This week saw several important developments on the future of U.S. oil policy, production, and the price cap policy on Russian oil. Traders should be aware of how these developments are likely to impact markets.
1. U.S. Midterm Election Results
Although some election results are still being tabulated, it appears as though the Republican Party won a slight majority in the U.S. House of Representatives but did not achieve a significant enough victory that the results can be interpreted as a repudiation of the Biden administration’s policies. Control of the U.S. Senate is likely to go to the Republicans, but it remains unclear. When it comes to energy policy, this means that if policymakers vote along party lines, the Biden administration will not be able to pass a windfall profits tax on oil companies when the next Congress convenes. Oil traders should expect that even if Republicans take control of the Senate, the Biden administration will continue to use its control over the executive branch and the bureaucracy to continue to stymy oil and gas production. We are unlikely to see additional auctions for oil and gas leases on federal land unless they are ordered to by the courts. Oil companies are not likely to expand drilling more than they have currently planned under these conditions.

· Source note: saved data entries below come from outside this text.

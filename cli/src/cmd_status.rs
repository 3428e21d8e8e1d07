//! `linebatch status`: summarise output and error log without running.

use std::collections::BTreeMap;
use std::path::Path;

use anyhow::{Context, Result};
use linebatch_core::jsonl::JsonLines;
use linebatch_core::{EngineConfig, ResumeTracker, ScanReport};
use serde::Serialize;
use tokio::io::BufReader;

#[derive(Debug, Default, PartialEq, Serialize)]
pub struct Status {
    pub output: ScanReport,
    pub error_entries: u64,
    pub malformed_error_lines: u64,
    /// Error log entries per `error_kind`.
    pub by_kind: BTreeMap<String, u64>,
}

pub async fn run(config: &EngineConfig, json: bool) -> Result<()> {
    let status = collect(config).await?;
    if json {
        println!("{}", serde_json::to_string_pretty(&status)?);
        return Ok(());
    }

    let o = &status.output;
    println!("Output: {}", config.output_path.display());
    println!("  Completed identities: {}", o.completed);
    println!("  Flagged for rerun:    {}", o.reruns);
    println!("  Lines:                {}", o.lines);
    println!("  Malformed lines:      {}", o.malformed);
    println!("  Without identity:     {}", o.missing_identity);
    println!("Error log: {}", config.error_path.display());
    println!("  Entries:              {}", status.error_entries);
    for (kind, count) in &status.by_kind {
        println!("    - {kind}: {count}");
    }
    if status.malformed_error_lines > 0 {
        println!("  Malformed lines:      {}", status.malformed_error_lines);
    }
    Ok(())
}

pub async fn collect(config: &EngineConfig) -> Result<Status> {
    let tracker = ResumeTracker::load(&config.output_path, &config.id_key, config.rerun_key.as_deref())
        .await
        .context("scanning output")?;
    let mut status = Status {
        output: tracker.report(),
        ..Default::default()
    };
    scan_error_log(&config.error_path, &mut status).await?;
    Ok(status)
}

async fn scan_error_log(path: &Path, status: &mut Status) -> Result<()> {
    let file = match tokio::fs::File::open(path).await {
        Ok(f) => f,
        Err(e) if e.kind() == std::io::ErrorKind::NotFound => return Ok(()),
        Err(e) => return Err(e).with_context(|| format!("opening error log {}", path.display())),
    };
    let mut lines = JsonLines::new(BufReader::new(file));
    while let Some((_, parsed)) = lines
        .next_record()
        .await
        .with_context(|| format!("reading error log {}", path.display()))?
    {
        match parsed {
            Ok(entry) => {
                status.error_entries += 1;
                let kind = entry
                    .get("error_kind")
                    .and_then(|k| k.as_str())
                    .unwrap_or("unknown");
                *status.by_kind.entry(kind.to_string()).or_default() += 1;
            }
            Err(_) => status.malformed_error_lines += 1,
        }
    }
    Ok(())
}
//! Line-by-line JSON object reader.
//!
//! Lines are read as raw bytes so a truncated trailing line (a crash in the
//! middle of a write) or invalid UTF-8 surfaces as a per-line parse error
//! instead of an I/O error that would abort the whole scan.

use serde::Serialize;
use serde_json::Value;
use thiserror::Error;
use tokio::io::{AsyncBufRead, AsyncBufReadExt};

use crate::record::{json_type, Record};

/// Why a single line could not be turned into a record.
#[derive(Debug, Error)]
pub enum LineError {
    #[error("invalid JSON: {0}")]
    Json(#[from] serde_json::Error),

    #[error("expected a JSON object, found {0}")]
    NotAnObject(&'static str),
}

/// Async reader yielding one [`Record`] per non-blank line.
pub struct JsonLines<R> {
    reader: R,
    buf: Vec<u8>,
    line: u64,
}

impl<R: AsyncBufRead + Unpin> JsonLines<R> {
    pub fn new(reader: R) -> Self {
        Self {
            reader,
            buf: Vec::with_capacity(1024),
            line: 0,
        }
    }

    /// Read the next non-blank line.
    ///
    /// Returns `Ok(None)` at end of input, otherwise the 1-based line number
    /// and the parse result for that line.
    pub async fn next_record(
        &mut self,
    ) -> std::io::Result<Option<(u64, Result<Record, LineError>)>> {
        loop {
            self.buf.clear();
            if self.reader.read_until(b'\n', &mut self.buf).await? == 0 {
                return Ok(None);
            }
            self.line += 1;
            if self.buf.iter().all(u8::is_ascii_whitespace) {
                continue;
            }
            let parsed = match serde_json::from_slice::<Value>(&self.buf) {
                Ok(Value::Object(map)) => Ok(map),
                Ok(other) => Err(LineError::NotAnObject(json_type(&other))),
                Err(e) => Err(LineError::Json(e)),
            };
            return Ok(Some((self.line, parsed)));
        }
    }

    /// The raw text of the line last returned, shortened for log output.
    pub fn snippet(&self) -> String {
        const MAX: usize = 120;
        let text = String::from_utf8_lossy(&self.buf);
        let trimmed = text.trim_end();
        if trimmed.chars().count() <= MAX {
            trimmed.to_string()
        } else {
            let cut: String = trimmed.chars().take(MAX).collect();
            format!("{cut}…")
        }
    }
}

/// Serialise `value` as one newline-terminated JSON line.
pub fn encode_line<T: Serialize + ?Sized>(value: &T) -> Result<Vec<u8>, serde_json::Error> {
    let mut line = serde_json::to_vec(value)?;
    line.push(b'\n');
    Ok(line)
}

#[cfg(test)]
mod tests {
    use super::*;
    use serde_json::json;

    async fn collect(input: &[u8]) -> Vec<(u64, Result<Record, String>)> {
        let mut lines = JsonLines::new(input);
        let mut out = Vec::new();
        while let Some((n, r)) = lines.next_record().await.unwrap() {
            out.push((n, r.map_err(|e| e.to_string())));
        }
        out
    }

    #[tokio::test]
    async fn reads_objects_and_skips_blank_lines() {
        let out = collect(b"{\"id\":1}\n\n   \n{\"id\":2}").await;
        assert_eq!(out.len(), 2);
        assert_eq!(out[0].0, 1);
        assert_eq!(out[1].0, 4);
        assert_eq!(out[1].1.as_ref().unwrap()["id"], json!(2));
    }

    #[tokio::test]
    async fn malformed_lines_do_not_stop_the_scan() {
        let out = collect(b"{\"id\":1}\nnot json\n[1,2]\n{\"id\":\xff}\n{\"id\":3}\n{\"id\":").await;
        assert_eq!(out.len(), 6);
        assert!(out[0].1.is_ok());
        assert!(out[1].1.as_ref().unwrap_err().contains("invalid JSON"));
        assert!(out[2].1.as_ref().unwrap_err().contains("array"));
        assert!(out[3].1.is_err());
        assert!(out[4].1.is_ok());
        // truncated final line from an interrupted write
        assert!(out[5].1.is_err());
    }

    #[tokio::test]
    async fn preserves_field_order() {
        let out = collect(b"{\"z\":1,\"a\":2,\"m\":3}\n").await;
        let keys: Vec<_> = out[0].1.as_ref().unwrap().keys().cloned().collect();
        assert_eq!(keys, vec!["z", "a", "m"]);
    }

    #[test]
    fn encode_line_appends_newline() {
        let line = encode_line(&json!({"id": 1})).unwrap();
        assert_eq!(line, b"{\"id\":1}\n");
    }
}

2. U.S. Domestic Oil Production Outlook
Many U.S. independent oil producers (e.g. Diamondback Energy (NASDAQ:FANG), ConocoPhillips (NYSE:COP), Occidental Petroleum (NYSE:OXY), Pioneer Natural Resources (NYSE:PXD), Laredo Petroleum (NYSE:LPI), and SM Energy (NYSE:SM)) delivered sobering forecasts for Q4 2022 and 2023 oil production. Even though production in the U.S. is expanding this year and has come close to pre-pandemic levels, it seems that growth is leveling off and production might even decrease in 2023. Last quarter’s Dallas Fed Energy Survey revealed that producers considered escalating costs due to inflation and supply chain problems the most significant causes of uncertainty. These issues and others, such as rapid decline rates, are impacting producers across the oil patch. Many predict that they will grow production at much lower rates or might even see declines.
3. Oil Price Cap Developments
The U.S. and EU announced a significant development regarding the oil price cap it plans to implement against Russia next month. They announced that their price cap will only apply to the first point of sale of Russian oil. The price cap policy denies access to U.S. and EU shipping, insurance, and banking infrastructure to parties that purchase Russian oil at a price above the price cap. The actual price cap has not yet been decided. This means that Russian crude oil can be resold globally at any price or it can be refined into products that can then be sold at any price. This makes Russian oil even more attractive to countries like India, China, Turkey, and Indonesia, who can not only continue to purchase Russian crude oil for domestic use but can potentially buy even more Russian crude and trade it on the global market or refine into products they can sell globally. If they agree to a negotiated price with Russia that is at or below the price cap, transporting that crude oil will become even easier. Of course, Russia may still decline to sell its oil at the price cap level. Until the price is announced, it is very difficult to predict what will happen when the policy goes into effect.